E3S Web of Conferences (Jan 2024)
Optimization of indoor quality and thermal comfort for university classrooms using data-based machine learning
Abstract
Improving indoor environment quality on university classrooms is a hot research topic. The on-site experiment was conducted on indoor environmental quality regarding temperature, humidity, air pollutants, light and acoustics during different seasonal conditions. The result shows that nearly 25% of indoor particulate matters exceeded the GB18883 standard when the outdoor environmental pollution was severe under natural ventilation conditions in autumn. More than 20% of students experienced symptoms of drowsiness, dizziness, chest tightness, poor breathing, as well as depression and irritability. From the analysis of occupant demand, indoor air pollution and thermal comfort are the most anticipated areas for students to improve their learning environment.

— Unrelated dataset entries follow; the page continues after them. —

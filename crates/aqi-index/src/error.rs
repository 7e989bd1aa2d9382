//! AQI Error Types

use thiserror::Error;

/// Errors during AQI calculation
#[derive(Debug, Clone, PartialEq, Error)]
pub enum AqiError {
    /// Concentration is negative, NaN or infinite
    #[error("Invalid {pollutant} concentration: {value}")]
    InvalidInput {
        pollutant: &'static str,
        value: f64,
    },
}
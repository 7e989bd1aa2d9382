//! Missing-Value Filling
//!
//! Each covariate column is forward-filled, then backward-filled. A column with
//! no value at all is filled with zero. Missing calendar days are never
//! fabricated; they are reported as [`ValidationError::DateGap`].

use crate::error::ValidationError;
use crate::observation::{DailyObservation, OzoneUnit, RawObservation};
use crate::validator::Validator;
use std::collections::BTreeMap;
use tracing::{debug, warn};

/// What filling had to do
#[derive(Debug, Clone, Default, PartialEq, Eq)]
pub struct FillSummary {
    /// Number of filled cells per column
    pub filled: BTreeMap<&'static str, usize>,
    /// Columns that had no values and were set to zero
    pub zero_filled: Vec<&'static str>,
}

impl FillSummary {
    /// Total number of filled cells
    pub fn total_filled(&self) -> usize {
        self.filled.values().sum()
    }
}

/// Forward-fill then backward-fill one column in place.
///
/// Returns the number of filled cells, or `None` if the column is entirely empty.
fn fill_column(column: &mut [Option<f64>]) -> Option<usize> {
    let first = column.iter().position(Option::is_some)?;
    let missing = column.iter().filter(|v| v.is_none()).count();

    let mut last = column[first];
    for cell in column.iter_mut().skip(first + 1) {
        if cell.is_some() {
            last = *cell;
        } else {
            *cell = last;
        }
    }
    let leading = column[first];
    for cell in column.iter_mut().take(first) {
        *cell = leading;
    }

    Some(missing)
}

/// Turn raw merged rows into complete daily observations
pub fn fill_missing(
    raw: &[RawObservation],
    o3_unit: OzoneUnit,
) -> Result<(Vec<DailyObservation>, FillSummary), ValidationError> {
    if raw.is_empty() {
        return Err(ValidationError::Empty);
    }
    Validator::default().validate_dates(raw.iter().map(|r| r.date))?;

    let mut columns: [(&'static str, Vec<Option<f64>>); 5] = [
        ("pm25", raw.iter().map(|r| r.pm25).collect()),
        ("o3", raw.iter().map(|r| r.o3).collect()),
        ("temperature", raw.iter().map(|r| r.temperature).collect()),
        ("wind_speed", raw.iter().map(|r| r.wind_speed).collect()),
        ("precipitation", raw.iter().map(|r| r.precipitation).collect()),
    ];

    let mut summary = FillSummary::default();
    for (name, column) in columns.iter_mut() {
        match fill_column(column) {
            Some(0) => {}
            Some(count) => {
                summary.filled.insert(*name, count);
            }
            None => {
                warn!("Column {} has no values, filling with 0", name);
                column.iter_mut().for_each(|cell| *cell = Some(0.0));
                summary.zero_filled.push(*name);
            }
        }
    }

    let value = |col: usize, row: usize| columns[col].1[row].unwrap_or(0.0);
    let observations = raw
        .iter()
        .enumerate()
        .map(|(i, r)| {
            DailyObservation::new(
                r.date,
                value(0, i),
                value(1, i),
                o3_unit,
                value(2, i),
                value(3, i),
                value(4, i),
            )
        })
        .collect();

    debug!(
        "Filled {} missing cells across {} rows",
        summary.total_filled(),
        raw.len()
    );
    Ok((observations, summary))
}

#[cfg(test)]
mod tests {
    use super::*;
    use chrono::NaiveDate;

    fn raw(d: u32, pm25: Option<f64>, o3: Option<f64>) -> RawObservation {
        RawObservation {
            date: NaiveDate::from_ymd_opt(2024, 1, d).unwrap(),
            pm25,
            o3,
            temperature: Some(5.0),
            wind_speed: Some(2.0),
            precipitation: None,
        }
    }

    #[test]
    fn test_forward_then_backward_fill() {
        let rows = vec![
            raw(1, None, Some(30.0)),
            raw(2, Some(8.0), None),
            raw(3, None, None),
            raw(4, Some(11.0), Some(42.0)),
        ];
        let (obs, summary) = fill_missing(&rows, OzoneUnit::Ppb).unwrap();

        let pm25: Vec<f64> = obs.iter().map(|o| o.pm25).collect();
        assert_eq!(pm25, vec![8.0, 8.0, 8.0, 11.0]);
        let o3: Vec<f64> = obs.iter().map(|o| o.o3).collect();
        assert_eq!(o3, vec![30.0, 30.0, 30.0, 42.0]);

        assert_eq!(summary.filled.get("pm25"), Some(&2));
        assert_eq!(summary.filled.get("o3"), Some(&2));
        assert_eq!(summary.zero_filled, vec!["precipitation"]);
        assert!(obs.iter().all(|o| o.precipitation == 0.0));
    }

    #[test]
    fn test_ozone_unit_applied() {
        let rows = vec![raw(1, Some(5.0), Some(0.04)), raw(2, Some(5.0), None)];
        let (obs, _) = fill_missing(&rows, OzoneUnit::Ppm).unwrap();
        assert!((obs[0].o3 - 40.0).abs() < 1e-9);
        assert!((obs[1].o3 - 40.0).abs() < 1e-9);
    }

    #[test]
    fn test_missing_day_is_not_fabricated() {
        let rows = vec![raw(1, Some(5.0), Some(1.0)), raw(3, Some(5.0), Some(1.0))];
        assert!(matches!(
            fill_missing(&rows, OzoneUnit::Ppb),
            Err(ValidationError::DateGap { missing_days: 1, .. })
        ));
    }
}
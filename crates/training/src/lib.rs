//! Training Table Builder
//!
//! Splits engineered rows into a chronological training set and a trailing
//! validation holdout, fits the regressor and reports its validation score.

mod builder;
mod split;

pub use builder::{TrainingConfig, TrainingReport, TrainingTableBuilder, TrainingTables};
pub use split::{temporal_holdout, TemporalSplit};

use feature_engine::FeatureError;
use inference_engine::InferenceError;
use thiserror::Error;

/// Errors during training
#[derive(Debug, Clone, PartialEq, Error)]
pub enum TrainingError {
    #[error("Need more than {holdout} rows for a {holdout}-row holdout, got {actual}")]
    InsufficientRows { holdout: usize, actual: usize },
    #[error("Rows are not in strictly increasing date order at index {0}")]
    Unordered(usize),
    #[error("Regressor unavailable: {0}")]
    RegressorUnavailable(String),
    #[error("Regressor did not report metric {0}")]
    MissingMetric(String),
    #[error(transparent)]
    Feature(#[from] FeatureError),
    #[error(transparent)]
    Inference(#[from] InferenceError),
}
//! Daily Observation Records

use chrono::NaiveDate;
use serde::{Deserialize, Serialize};

/// Ozone concentration unit as delivered by a raw source
#[derive(Debug, Clone, Copy, PartialEq, Eq, Default, Serialize, Deserialize)]
#[serde(rename_all = "lowercase")]
pub enum OzoneUnit {
    /// Parts per billion
    #[default]
    Ppb,
    /// Parts per million
    Ppm,
}

impl OzoneUnit {
    /// Convert a concentration in this unit to ppb
    pub fn to_ppb(&self, value: f64) -> f64 {
        match self {
            OzoneUnit::Ppb => value,
            OzoneUnit::Ppm => value * 1000.0,
        }
    }
}

/// One calendar day of pollutant and weather observations for one city.
///
/// `o3` is always in ppb; conversion happens when the record is built.
#[derive(Debug, Clone, Copy, PartialEq, Serialize, Deserialize)]
pub struct DailyObservation {
    pub date: NaiveDate,
    /// PM2.5 (µg/m³)
    pub pm25: f64,
    /// Ozone (ppb)
    pub o3: f64,
    pub temperature: f64,
    pub wind_speed: f64,
    pub precipitation: f64,
}

impl DailyObservation {
    /// Build an observation, converting ozone to ppb
    pub fn new(
        date: NaiveDate,
        pm25: f64,
        o3: f64,
        o3_unit: OzoneUnit,
        temperature: f64,
        wind_speed: f64,
        precipitation: f64,
    ) -> Self {
        Self {
            date,
            pm25,
            o3: o3_unit.to_ppb(o3),
            temperature,
            wind_speed,
            precipitation,
        }
    }
}

/// Observation as merged from the raw sources, with gaps left empty
#[derive(Debug, Clone, PartialEq, Serialize, Deserialize)]
pub struct RawObservation {
    pub date: NaiveDate,
    pub pm25: Option<f64>,
    pub o3: Option<f64>,
    pub temperature: Option<f64>,
    pub wind_speed: Option<f64>,
    pub precipitation: Option<f64>,
}

impl RawObservation {
    /// Column names a raw source must provide, even when cells are empty
    pub const COLUMNS: [&'static str; 6] = [
        "date",
        "pm25",
        "o3",
        "temperature",
        "wind_speed",
        "precipitation",
    ];
}
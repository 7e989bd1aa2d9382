//! Feature Engineering Error Types

use aqi_index::AqiError;
use data_validator::ValidationError;
use thiserror::Error;

/// Errors during feature engineering
#[derive(Debug, Clone, PartialEq, Error)]
pub enum FeatureError {
    /// Fewer days than the rolling window and target require
    #[error("Insufficient history: need at least {required} days, got {actual}")]
    InsufficientHistory { required: usize, actual: usize },

    /// Malformed input
    #[error("Invalid input: {0}")]
    InvalidInput(String),

    /// Schema names a column that cannot be produced
    #[error("Missing expected feature column: {0}")]
    MissingColumn(String),

    /// Two schemas disagree on columns or their order
    #[error("Feature schema mismatch: expected {expected:?}, got {actual:?}")]
    SchemaMismatch {
        expected: Vec<String>,
        actual: Vec<String>,
    },

    #[error(transparent)]
    Aqi(#[from] AqiError),

    #[error(transparent)]
    Validation(#[from] ValidationError),
}

impl FeatureError {
    /// Whether the error is an invalid-input failure (as opposed to too little history)
    pub fn is_invalid_input(&self) -> bool {
        !matches!(self, FeatureError::InsufficientHistory { .. })
    }
}
//! Observation Validation and Filling
//!
//! Defines the daily observation record the forecasting pipeline consumes,
//! checks values and date ordering, and fills missing covariates.

mod error;
mod filler;
mod observation;
mod validator;

pub use error::ValidationError;
pub use filler::{fill_missing, FillSummary};
pub use observation::{DailyObservation, OzoneUnit, RawObservation};
pub use validator::{ValidationConfig, Validator};
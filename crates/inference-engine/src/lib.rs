//! Next-Day AQI Inference
//!
//! Defines the regressor collaborator interface, an explicitly owned model
//! handle, and the reconstruction of tomorrow's feature row from a short tail
//! of recent observations.

mod baseline;
mod engine;
mod handle;
mod reconstructor;
mod regressor;
mod table;

pub use baseline::{PersistenceRegressor, PersistenceTrainer};
pub use engine::{Forecast, ForecastResult, InferenceEngine};
pub use handle::{ModelHandle, StaticLoader};
pub use reconstructor::FeatureReconstructor;
pub use regressor::{
    root_mean_squared_error, Evaluation, LeaderboardEntry, ModelLoader, Regressor, Trainer,
    RMSE_METRIC,
};
pub use table::{FeatureTable, LabeledTable};

use data_validator::ValidationError;
use feature_engine::FeatureError;
use thiserror::Error;

/// Errors during inference
#[derive(Debug, Clone, PartialEq, Error)]
pub enum InferenceError {
    #[error("Insufficient history: need at least {required} days, got {actual}")]
    InsufficientHistory { required: usize, actual: usize },
    #[error("Invalid input: {0}")]
    InvalidInput(String),
    #[error("Regressor unavailable: {0}")]
    RegressorUnavailable(String),
    #[error("Inference failed: {0}")]
    InferenceFailed(String),
    #[error("Invalid output shape: expected {expected} predictions, got {actual}")]
    InvalidOutputShape { expected: usize, actual: usize },
    #[error(transparent)]
    Feature(#[from] FeatureError),
    #[error(transparent)]
    Validation(#[from] ValidationError),
}

impl InferenceError {
    /// Whether the caller supplied malformed input
    pub fn is_invalid_input(&self) -> bool {
        match self {
            InferenceError::InvalidInput(_) | InferenceError::Validation(_) => true,
            InferenceError::Feature(e) => e.is_invalid_input(),
            _ => false,
        }
    }
}
//! Training Table Assembly

use crate::split::temporal_holdout;
use crate::TrainingError;
use chrono::NaiveDate;
use data_validator::DailyObservation;
use feature_engine::{FeatureEngineer, FeatureSchema, TrainingRow};
use inference_engine::{
    Evaluation, LabeledTable, LeaderboardEntry, Regressor, Trainer, RMSE_METRIC,
};
use serde::{Deserialize, Serialize};
use tracing::{info, warn};

/// Training configuration
#[derive(Debug, Clone, PartialEq, Eq, Serialize, Deserialize)]
#[serde(default)]
pub struct TrainingConfig {
    /// Trailing rows held out for validation
    pub holdout_days: usize,
}

impl Default for TrainingConfig {
    fn default() -> Self {
        Self { holdout_days: 14 }
    }
}

/// Schema-labeled train and validation tables
#[derive(Debug, Clone)]
pub struct TrainingTables {
    pub train: LabeledTable,
    pub validation: LabeledTable,
    /// First and last date of the training rows
    pub train_range: (NaiveDate, NaiveDate),
    /// First and last date of the validation rows
    pub validation_range: (NaiveDate, NaiveDate),
}

/// Outcome of a training run. Metrics come from the regressor as-is.
#[derive(Debug, Clone, Serialize)]
pub struct TrainingReport {
    pub schema: FeatureSchema,
    pub target_column: String,
    pub train_rows: usize,
    pub validation_rows: usize,
    pub train_range: (NaiveDate, NaiveDate),
    pub validation_range: (NaiveDate, NaiveDate),
    /// Validation root-mean-squared error
    pub rmse: f64,
    pub evaluation: Evaluation,
    pub leaderboard: Option<Vec<LeaderboardEntry>>,
}

fn date_range(rows: &[TrainingRow]) -> Option<(NaiveDate, NaiveDate)> {
    Some((rows.first()?.date(), rows.last()?.date()))
}

/// Builds training tables and runs the regressor on them
#[derive(Debug, Clone, Default)]
pub struct TrainingTableBuilder {
    config: TrainingConfig,
    engineer: FeatureEngineer,
    schema: FeatureSchema,
}

impl TrainingTableBuilder {
    /// Create a new builder
    pub fn new(config: TrainingConfig, engineer: FeatureEngineer, schema: FeatureSchema) -> Self {
        info!(
            "Creating training table builder: holdout={} days, schema v{} ({} columns)",
            config.holdout_days,
            schema.version(),
            schema.len()
        );
        Self {
            config,
            engineer,
            schema,
        }
    }

    pub fn config(&self) -> &TrainingConfig {
        &self.config
    }

    pub fn schema(&self) -> &FeatureSchema {
        &self.schema
    }

    /// Engineer observations and split them into tables
    pub fn build(
        &self,
        observations: &[DailyObservation],
    ) -> Result<TrainingTables, TrainingError> {
        let rows = self.engineer.training_rows(observations)?;
        self.tables_from_rows(&rows)
    }

    /// Split already engineered rows into tables
    pub fn tables_from_rows(&self, rows: &[TrainingRow]) -> Result<TrainingTables, TrainingError> {
        let split = temporal_holdout(rows, self.config.holdout_days)?;
        let (Some(train_range), Some(validation_range)) =
            (date_range(&split.train), date_range(&split.validation))
        else {
            return Err(TrainingError::InsufficientRows {
                holdout: self.config.holdout_days,
                actual: rows.len(),
            });
        };

        Ok(TrainingTables {
            train: LabeledTable::from_rows(&self.schema, &split.train)?,
            validation: LabeledTable::from_rows(&self.schema, &split.validation)?,
            train_range,
            validation_range,
        })
    }

    /// Build tables from observations, fit and evaluate
    pub fn train<T: Trainer>(
        &self,
        trainer: &T,
        observations: &[DailyObservation],
    ) -> Result<(T::Model, TrainingReport), TrainingError> {
        let tables = self.build(observations)?;
        self.fit_and_evaluate(trainer, &tables)
    }

    /// Fit on the training table and score on the validation table
    pub fn fit_and_evaluate<T: Trainer>(
        &self,
        trainer: &T,
        tables: &TrainingTables,
    ) -> Result<(T::Model, TrainingReport), TrainingError> {
        info!(
            "Fitting on {} rows ({} .. {}), validating on {} rows",
            tables.train.len(),
            tables.train_range.0,
            tables.train_range.1,
            tables.validation.len()
        );

        let model = trainer.fit(&tables.train).map_err(|e| {
            if e.is_invalid_input() {
                TrainingError::Inference(e)
            } else {
                TrainingError::RegressorUnavailable(e.to_string())
            }
        })?;
        self.schema.ensure_matches(model.feature_schema())?;

        let evaluation = model.evaluate(&tables.validation)?;
        let rmse = *evaluation
            .get(RMSE_METRIC)
            .ok_or_else(|| TrainingError::MissingMetric(RMSE_METRIC.to_string()))?;
        let leaderboard = model.leaderboard(&tables.validation);
        if leaderboard.is_none() {
            warn!("Regressor exposes no leaderboard");
        }

        info!("Validation RMSE: {:.2}", rmse);
        let report = TrainingReport {
            schema: self.schema.clone(),
            target_column: tables.train.target_column().to_string(),
            train_rows: tables.train.len(),
            validation_rows: tables.validation.len(),
            train_range: tables.train_range,
            validation_range: tables.validation_range,
            rmse,
            evaluation,
            leaderboard,
        };
        Ok((model, report))
    }
}

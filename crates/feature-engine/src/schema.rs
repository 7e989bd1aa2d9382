//! Versioned Feature Schema
//!
//! The ordered list of column names a regressor is fit on. Inference rows are
//! projected through the same schema, so a column the model expects but the
//! pipeline cannot produce is an error rather than a silent fill.

use crate::features::FeatureVector;
use crate::FeatureError;
use serde::{Deserialize, Serialize};
use std::collections::HashSet;

/// Name of the label column in training tables
pub const TARGET_COLUMN: &str = "target_aqi";

/// Every feature the pipeline knows how to compute
#[derive(Debug, Clone, Copy, PartialEq, Eq, Hash)]
pub enum Feature {
    Pm25,
    O3,
    Temperature,
    WindSpeed,
    Precipitation,
    Month,
    /// Day of month
    Day,
    DayOfYear,
    /// Monday = 0
    Weekday,
    Pm25Mean7d,
    O3Mean7d,
    TemperatureMean7d,
    WindSpeedMean7d,
}

impl Feature {
    pub const ALL: [Feature; 13] = [
        Feature::Pm25,
        Feature::O3,
        Feature::Temperature,
        Feature::WindSpeed,
        Feature::Precipitation,
        Feature::Month,
        Feature::Day,
        Feature::DayOfYear,
        Feature::Weekday,
        Feature::Pm25Mean7d,
        Feature::O3Mean7d,
        Feature::TemperatureMean7d,
        Feature::WindSpeedMean7d,
    ];

    /// Column name
    pub fn name(&self) -> &'static str {
        match self {
            Feature::Pm25 => "pm25",
            Feature::O3 => "o3",
            Feature::Temperature => "temperature",
            Feature::WindSpeed => "wind_speed",
            Feature::Precipitation => "precipitation",
            Feature::Month => "month",
            Feature::Day => "day",
            Feature::DayOfYear => "day_of_year",
            Feature::Weekday => "weekday",
            Feature::Pm25Mean7d => "pm25_7d_mean",
            Feature::O3Mean7d => "o3_7d_mean",
            Feature::TemperatureMean7d => "temperature_7d_mean",
            Feature::WindSpeedMean7d => "wind_speed_7d_mean",
        }
    }

    /// Look up a feature by column name
    pub fn from_name(name: &str) -> Option<Self> {
        Self::ALL.iter().copied().find(|f| f.name() == name)
    }
}

/// Ordered, versioned set of feature columns
#[derive(Debug, Clone, PartialEq, Eq, Serialize, Deserialize)]
pub struct FeatureSchema {
    version: u32,
    columns: Vec<String>,
}

impl FeatureSchema {
    /// Raw covariates plus month / day / weekday
    pub const CALENDAR_ONLY_VERSION: u32 = 1;
    /// Raw covariates, calendar fields and lagged 7-day means
    pub const ROLLING_VERSION: u32 = 2;

    /// Create a schema from column names
    pub fn new(version: u32, columns: Vec<String>) -> Result<Self, FeatureError> {
        if columns.is_empty() {
            return Err(FeatureError::InvalidInput("feature schema has no columns".into()));
        }
        if columns.iter().any(|c| c == TARGET_COLUMN) {
            return Err(FeatureError::InvalidInput(format!(
                "target column {} cannot be a feature",
                TARGET_COLUMN
            )));
        }
        let duplicate = {
            let mut seen = HashSet::new();
            columns.iter().find(|c| !seen.insert(c.as_str())).cloned()
        };
        if let Some(dup) = duplicate {
            return Err(FeatureError::InvalidInput(format!("duplicate feature column {}", dup)));
        }
        Ok(Self { version, columns })
    }

    fn from_features(version: u32, features: &[Feature]) -> Self {
        Self {
            version,
            columns: features.iter().map(|f| f.name().to_string()).collect(),
        }
    }

    /// Schema used by the current pipeline
    pub fn current() -> Self {
        Self::from_features(
            Self::ROLLING_VERSION,
            &[
                Feature::Pm25,
                Feature::O3,
                Feature::Temperature,
                Feature::WindSpeed,
                Feature::Precipitation,
                Feature::Month,
                Feature::DayOfYear,
                Feature::Weekday,
                Feature::Pm25Mean7d,
                Feature::O3Mean7d,
                Feature::TemperatureMean7d,
                Feature::WindSpeedMean7d,
            ],
        )
    }

    /// Earlier feature set without rolling means
    pub fn calendar_only() -> Self {
        Self::from_features(
            Self::CALENDAR_ONLY_VERSION,
            &[
                Feature::Temperature,
                Feature::WindSpeed,
                Feature::Precipitation,
                Feature::Month,
                Feature::Day,
                Feature::Weekday,
                Feature::Pm25,
                Feature::O3,
            ],
        )
    }

    pub fn version(&self) -> u32 {
        self.version
    }

    pub fn columns(&self) -> &[String] {
        &self.columns
    }

    pub fn len(&self) -> usize {
        self.columns.len()
    }

    pub fn is_empty(&self) -> bool {
        self.columns.is_empty()
    }

    /// Resolve every column to a computable feature
    pub fn resolve(&self) -> Result<Vec<Feature>, FeatureError> {
        self.columns
            .iter()
            .map(|c| Feature::from_name(c).ok_or_else(|| FeatureError::MissingColumn(c.clone())))
            .collect()
    }

    /// Project a feature vector onto this schema's column order
    pub fn project(&self, vector: &FeatureVector) -> Result<Vec<f64>, FeatureError> {
        Ok(self
            .resolve()?
            .into_iter()
            .map(|f| vector.value(f))
            .collect())
    }

    /// Require the exact same columns in the exact same order
    pub fn ensure_matches(&self, other: &FeatureSchema) -> Result<(), FeatureError> {
        if self.columns == other.columns {
            Ok(())
        } else {
            Err(FeatureError::SchemaMismatch {
                expected: self.columns.clone(),
                actual: other.columns.clone(),
            })
        }
    }
}

impl Default for FeatureSchema {
    fn default() -> Self {
        Self::current()
    }
}
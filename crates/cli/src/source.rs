//! CSV Observation Source
//!
//! Reads merged daily rows with columns
//! `date,pm25,o3,temperature,wind_speed,precipitation`. Empty cells are filled
//! per column; missing columns and missing dates are errors.

use anyhow::Context;
use data_validator::{fill_missing, DailyObservation, OzoneUnit, RawObservation, Validator};
use std::path::{Path, PathBuf};
use tracing::{info, warn};

/// Daily observations stored in a CSV file
#[derive(Debug, Clone)]
pub struct CsvObservationSource {
    path: PathBuf,
    o3_unit: OzoneUnit,
}

impl CsvObservationSource {
    pub fn new(path: impl AsRef<Path>, o3_unit: OzoneUnit) -> Self {
        Self {
            path: path.as_ref().to_path_buf(),
            o3_unit,
        }
    }

    /// Rows as stored, gaps left empty
    pub fn read_raw(&self) -> anyhow::Result<Vec<RawObservation>> {
        let mut reader = csv::Reader::from_path(&self.path)
            .with_context(|| format!("opening {}", self.path.display()))?;
        let headers = reader
            .headers()
            .with_context(|| format!("reading header of {}", self.path.display()))?;
        Validator::default()
            .validate_columns(headers.iter())
            .with_context(|| format!("checking columns of {}", self.path.display()))?;

        let mut rows = Vec::new();
        for (i, record) in reader.deserialize::<RawObservation>().enumerate() {
            let row = record.with_context(|| format!("{}: row {}", self.path.display(), i + 1))?;
            rows.push(row);
        }
        Ok(rows)
    }

    /// Complete observations, ordered and gap-free
    pub fn observations(&self) -> anyhow::Result<Vec<DailyObservation>> {
        let raw = self.read_raw()?;
        let (observations, summary) = fill_missing(&raw, self.o3_unit)
            .with_context(|| format!("preparing observations from {}", self.path.display()))?;

        if summary.total_filled() > 0 {
            warn!("Filled {} missing cells: {:?}", summary.total_filled(), summary.filled);
        }
        info!(
            "Loaded {} observations from {}",
            observations.len(),
            self.path.display()
        );
        Ok(observations)
    }
}
//! JSON Model Artifact Storage

use anyhow::Context;
use inference_engine::{InferenceError, ModelLoader, PersistenceRegressor};
use std::fs::File;
use std::io::{BufReader, BufWriter, Write};
use std::path::{Path, PathBuf};
use tracing::info;

/// Loads a persistence baseline from a JSON artifact
#[derive(Debug, Clone)]
pub struct JsonModelLoader {
    path: PathBuf,
}

impl JsonModelLoader {
    pub fn new(path: impl AsRef<Path>) -> Self {
        Self {
            path: path.as_ref().to_path_buf(),
        }
    }
}

impl ModelLoader for JsonModelLoader {
    type Model = PersistenceRegressor;

    fn load(&self) -> Result<PersistenceRegressor, InferenceError> {
        let unavailable = |e: &dyn std::fmt::Display| {
            InferenceError::RegressorUnavailable(format!("{}: {}", self.path.display(), e))
        };

        let file = File::open(&self.path).map_err(|e| unavailable(&e))?;
        serde_json::from_reader(BufReader::new(file)).map_err(|e| unavailable(&e))
    }

    fn describe(&self) -> String {
        self.path.display().to_string()
    }
}

/// Write a model artifact, creating parent directories
pub fn save_model(path: &Path, model: &PersistenceRegressor) -> anyhow::Result<()> {
    if let Some(parent) = path.parent().filter(|p| !p.as_os_str().is_empty()) {
        std::fs::create_dir_all(parent)
            .with_context(|| format!("creating {}", parent.display()))?;
    }
    let file = File::create(path).with_context(|| format!("creating {}", path.display()))?;
    let mut writer = BufWriter::new(file);
    serde_json::to_writer_pretty(&mut writer, model)?;
    writer.flush()?;
    info!("Model saved to {}", path.display());
    Ok(())
}
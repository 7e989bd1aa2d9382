//! Schema-Labeled Feature Tables

use crate::InferenceError;
use chrono::NaiveDate;
use feature_engine::{FeatureSchema, FeatureVector, TrainingRow, TARGET_COLUMN};
use serde::{Deserialize, Serialize};

/// Feature rows whose columns follow a schema
#[derive(Debug, Clone, PartialEq, Serialize, Deserialize)]
pub struct FeatureTable {
    schema: FeatureSchema,
    dates: Vec<NaiveDate>,
    rows: Vec<Vec<f64>>,
}

impl FeatureTable {
    /// Project feature vectors onto a schema
    pub fn from_vectors(
        schema: &FeatureSchema,
        vectors: &[FeatureVector],
    ) -> Result<Self, InferenceError> {
        let rows = vectors
            .iter()
            .map(|v| schema.project(v))
            .collect::<Result<Vec<_>, _>>()?;
        Ok(Self {
            schema: schema.clone(),
            dates: vectors.iter().map(|v| v.date).collect(),
            rows,
        })
    }

    pub fn schema(&self) -> &FeatureSchema {
        &self.schema
    }

    pub fn dates(&self) -> &[NaiveDate] {
        &self.dates
    }

    pub fn rows(&self) -> &[Vec<f64>] {
        &self.rows
    }

    pub fn len(&self) -> usize {
        self.rows.len()
    }

    pub fn is_empty(&self) -> bool {
        self.rows.is_empty()
    }

    /// Values of one column by name
    pub fn column(&self, name: &str) -> Option<Vec<f64>> {
        let idx = self.schema.columns().iter().position(|c| c == name)?;
        Some(self.rows.iter().map(|r| r[idx]).collect())
    }
}

/// Feature table with a target column
#[derive(Debug, Clone, PartialEq, Serialize, Deserialize)]
pub struct LabeledTable {
    features: FeatureTable,
    target_column: String,
    targets: Vec<f64>,
}

impl LabeledTable {
    /// Build a labeled table from training rows
    pub fn from_rows(schema: &FeatureSchema, rows: &[TrainingRow]) -> Result<Self, InferenceError> {
        let vectors: Vec<FeatureVector> = rows.iter().map(|r| r.features).collect();
        Ok(Self {
            features: FeatureTable::from_vectors(schema, &vectors)?,
            target_column: TARGET_COLUMN.to_string(),
            targets: rows.iter().map(|r| f64::from(r.target_aqi)).collect(),
        })
    }

    pub fn features(&self) -> &FeatureTable {
        &self.features
    }

    pub fn target_column(&self) -> &str {
        &self.target_column
    }

    pub fn targets(&self) -> &[f64] {
        &self.targets
    }

    pub fn len(&self) -> usize {
        self.targets.len()
    }

    pub fn is_empty(&self) -> bool {
        self.targets.is_empty()
    }
}
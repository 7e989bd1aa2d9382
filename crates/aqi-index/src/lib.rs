//! Air Quality Index Calculation
//!
//! Converts PM2.5 and ozone concentrations into EPA AQI values, dominant
//! pollutants and health categories. Pure functions, no state.

mod breakpoints;
mod category;
mod error;

pub use breakpoints::{
    overall_aqi, subindex, Breakpoint, BreakpointTable, OverallAqi, Pollutant,
    OZONE_8H_TABLE, PM25_TABLE,
};
pub use category::{categorize, AqiCategory, AqiResult, Categorization, SeverityTier};
pub use error::AqiError;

This paper proposes an optimal IEQ prediction model integrated with students’ satisfaction and indoor environmental features using machine-learning classification algorithms. The back-propagation neural network shows the high prediction accuracy among different algorithms. The traditional PMV-PPD model shows an accuracy rate of only 28% for thermal sensation prediction, while the highest prediction accuracy obtained through machine learning algorithms is about 75%. Moreover, the influence of individual’s thermal adaptation ability, including gender, long-term thermal experience, and psychological factors, and environmental factors was analyzed in this study.